▶ [What you are asked to do]
Only the records, repeated exactly, should make up the response.

[Stored data entries]
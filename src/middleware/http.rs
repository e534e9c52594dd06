//! HTTP-level middleware (cross-cutting concerns).
//!
//! Responsibility:
//! - Request-Id generation + propagation (X-Request-Id)
//! - Access logging / request tracing (TraceLayer)
//! - Body size limits
//! - Global timeouts
//!
//! Limits come from `Config`.

use axum::Router;
use axum::error_handling::HandleErrorLayer;
use axum::http::{StatusCode, header::HeaderName};
use tower::timeout::TimeoutLayer;
use tower::{BoxError, ServiceBuilder};
use tower_http::limit::RequestBodyLimitLayer;
use tower_http::request_id::{MakeRequestUuid, PropagateRequestIdLayer, SetRequestIdLayer};
use tower_http::trace::TraceLayer;

use crate::config::Config;

pub const REQUEST_ID_HEADER: &str = "x-request-id";

pub fn apply(router: Router, config: &Config) -> Router {
    let request_id_header = HeaderName::from_static(REQUEST_ID_HEADER);

    let layers = ServiceBuilder::new()
        // TimeoutLayer makes the service fallible; turn its errors back into responses.
        .layer(HandleErrorLayer::new(|err: BoxError| async move {
            if err.is::<tower::timeout::error::Elapsed>() {
                StatusCode::REQUEST_TIMEOUT
            } else {
                tracing::error!(error = %err, "unhandled middleware error");
                StatusCode::INTERNAL_SERVER_ERROR
            }
        }))
        .layer(SetRequestIdLayer::new(
            request_id_header.clone(),
            MakeRequestUuid,
        ))
        .layer(PropagateRequestIdLayer::new(request_id_header))
        .layer(RequestBodyLimitLayer::new(config.body_limit_bytes))
        .layer(TimeoutLayer::new(config.request_timeout))
        .layer(TraceLayer::new_for_http());

    router.layer(layers)
}
use axum::extract::FromRequestParts;
use axum::http::request::Parts;

use crate::error::AppError;

use super::ApiKeyCtx;

/// Extractor for handlers that need the caller's `ApiKeyCtx`.
/// Assumes the api_key middleware already inserted it into request.extensions().
/// Missing context means the route is not behind the middleware; reject with 401.
pub struct ApiKeyCtxExtractor(pub ApiKeyCtx);

impl<S> FromRequestParts<S> for ApiKeyCtxExtractor
where
    S: Send + Sync,
{
    type Rejection = AppError;

    async fn from_request_parts(parts: &mut Parts, _state: &S) -> Result<Self, Self::Rejection> {
        parts
            .extensions
            .get::<ApiKeyCtx>()
            .cloned()
            .map(ApiKeyCtxExtractor)
            .ok_or(AppError::Unauthorized)
    }
}
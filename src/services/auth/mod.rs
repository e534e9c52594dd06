pub mod api_key;
pub mod fingerprint;

pub use api_key::{API_KEY_SCHEME, ApiKeyError, get_api_key};
pub use fingerprint::key_fingerprint;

▶ [Problem solution]
filename src/middleware/http.rs
repository e534e9c52594dd06
//! HTTP-level middleware (cross-cutting concerns).
//!
//! Responsibility:
//! - Request-Id generation + propagation (X-Request-Id)
//! - Access logging / request tracing (TraceLayer)
//! - Body size limits
//! - Global timeouts
//!
//! Limits come from `Config`.

use axum::Router;
use axum::error_handling::HandleErrorLayer;
use axum::http::{StatusCode, header::HeaderName};
use tower::timeout::TimeoutLayer;
use tower::{BoxError, ServiceBuilder};
use tower_http::limit::RequestBodyLimitLayer;
use tower_http::request_id::{MakeRequestUuid, PropagateRequestIdLayer, SetRequestIdLayer};
use tower_http::trace::TraceLayer;

use crate::config::Config;

pub const REQUEST_ID_HEADER: &str = "x-request-id";

pub fn apply(router: Router, config: &Config) -> Router {
    let request_id_header = HeaderName::from_static(REQUEST_ID_HEADER);

    let layers = ServiceBuilder::new()
        // TimeoutLayer makes the service fallible; turn its errors back into responses.
        .layer(HandleErrorLayer::new(|err: BoxError| async move {
            if err.is::<tower::timeout::error::Elapsed>() {
                StatusCode::REQUEST_TIMEOUT
            } else {
                tracing::error!(error = %err, "unhandled middleware error");
                StatusCode::INTERNAL_SERVER_ERROR
            }
        }))
        .layer(SetRequestIdLayer::new(
            request_id_header.clone(),
            MakeRequestUuid,
        ))
        .layer(PropagateRequestIdLayer::new(request_id_header))
        .layer(RequestBodyLimitLayer::new(config.body_limit_bytes))
        .layer(TimeoutLayer::new(config.request_timeout))
        .layer(TraceLayer::new_for_http());

    router.layer(layers)
}
use axum::extract::FromRequestParts;
use axum::http::request::Parts;

use crate::error::AppError;

use super::ApiKeyCtx;

/// Extractor for handlers that need the caller's `ApiKeyCtx`.
/// Assumes the api_key middleware already inserted it into request.extensions().
/// Missing context means the route is not behind the middleware; reject with 401.
pub struct ApiKeyCtxExtractor(pub ApiKeyCtx);

impl<S> FromRequestParts<S> for ApiKeyCtxExtractor
where
    S: Send + Sync,
{
    type Rejection = AppError;

    async fn from_request_parts(parts: &mut Parts, _state: &S) -> Result<Self, Self::Rejection> {
        parts
            .extensions
            .get::<ApiKeyCtx>()
            .cloned()
            .map(ApiKeyCtxExtractor)
            .ok_or(AppError::Unauthorized)
    }
}
filename src/services/auth/mod.rs
repository e534e9c52594dd06
pub mod api_key;
pub mod fingerprint;

pub use api_key::{API_KEY_SCHEME, ApiKeyError, get_api_key};
pub use fingerprint::key_fingerprint;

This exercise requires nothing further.